Bas Degarmo v Rachel Nathaniel  NZFC 3974
Published 20 October 2016
Application for return of children — Care of Children Act 2004, ss 103, 106 — Hague
An application to return children to Australia was dismissed. Under s 105 the Court can make an order to return a child to to a contracting state (to the Convention
of the Civil Aspects of International Child Abduction 1980) if the child has been unlawfully removed. Consent to the removal is grounds to refuse to make an order (s 106). In earlier proceedings, upheld on appeal, it was found that the mother had consented to the removal of the children with the intention of making New Zealand the place of their habitual residence. These proceedings concerned an application by the father who had not participated in his wife's earlier appliction and claimed that the time frame for an application should be extended. This approach was rejected by the Judge as he had the opportunity to prosecute an application but chose not to.The relevant matter whether s 106(a), where there is discretion to refuse to make an order if the application is made more than one year after the removal of a child and the child is settled, was applicable and if so what implications flowed from its application.
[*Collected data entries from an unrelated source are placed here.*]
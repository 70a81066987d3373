//! Role domain model.
//!
//! Roles are either realm-level or owned by a client. Their generated ids
//! change on every rebuild, so roles are correlated across rebuilds by
//! [`RoleKey`].

use std::fmt;

use chrono::{DateTime, Utc};
use serde::{Deserialize, Serialize};
use uuid::Uuid;

/// A role.
#[derive(Debug, Clone, PartialEq, Eq, Serialize, Deserialize)]
pub struct Role {
    /// Unique identifier.
    pub id: Uuid,
    /// Role name (unique within realm or client).
    pub name: String,
    /// Role description.
    pub description: Option<String>,
    /// Realm this role belongs to.
    pub realm_id: Uuid,
    /// Client this role belongs to (None for realm roles).
    pub client_id: Option<Uuid>,
    /// When the role was created.
    pub created_at: DateTime<Utc>,
}

impl Role {
    /// Creates a new realm role.
    #[must_use]
    pub fn new_realm_role(realm_id: Uuid, name: impl Into<String>) -> Self {
        Self {
            id: Uuid::now_v7(),
            name: name.into(),
            description: None,
            realm_id,
            client_id: None,
            created_at: Utc::now(),
        }
    }

    /// Creates a new client role.
    #[must_use]
    pub fn new_client_role(realm_id: Uuid, client_id: Uuid, name: impl Into<String>) -> Self {
        Self {
            client_id: Some(client_id),
            ..Self::new_realm_role(realm_id, name)
        }
    }

    /// Sets the description.
    #[must_use]
    pub fn with_description(mut self, desc: impl Into<String>) -> Self {
        self.description = Some(desc.into());
        self
    }

    /// Checks if this is a realm role.
    #[must_use]
    pub const fn is_realm_role(&self) -> bool {
        self.client_id.is_none()
    }

    /// Checks if this is a client role.
    #[must_use]
    pub const fn is_client_role(&self) -> bool {
        self.client_id.is_some()
    }
}

/// Natural key of a role: its name plus the `client_id` of the owning
/// client, if any.
///
/// The owning client is identified by its OAuth client identifier rather
/// than its generated id, which does not survive a rebuild.
#[derive(Debug, Clone, PartialEq, Eq, Hash, PartialOrd, Ord, Serialize, Deserialize)]
pub struct RoleKey {
    /// Role name.
    pub name: String,
    /// OAuth client identifier of the owning client.
    pub client: Option<String>,
}

impl RoleKey {
    /// Key of a realm role.
    #[must_use]
    pub fn realm(name: impl Into<String>) -> Self {
        Self {
            name: name.into(),
            client: None,
        }
    }

    /// Key of a client role.
    #[must_use]
    pub fn client(client: impl Into<String>, name: impl Into<String>) -> Self {
        Self {
            name: name.into(),
            client: Some(client.into()),
        }
    }
}

impl fmt::Display for RoleKey {
    fn fmt(&self, f: &mut fmt::Formatter<'_>) -> fmt::Result {
        match &self.client {
            Some(client) => write!(f, "{client}.{}", self.name),
            None => f.write_str(&self.name),
        }
    }
}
It was found that the children had been removed from Australia by the respondents with the informed consent of the parents. The respondents relying on s 106(1)(a), claimed that the children were now settled in New Zealand and that is too uncertain to be confident that the children would be safe and appropriately cared for if returned to Australia.
The Judge determined it was in the children's best interests and welfare to remain in New Zealand.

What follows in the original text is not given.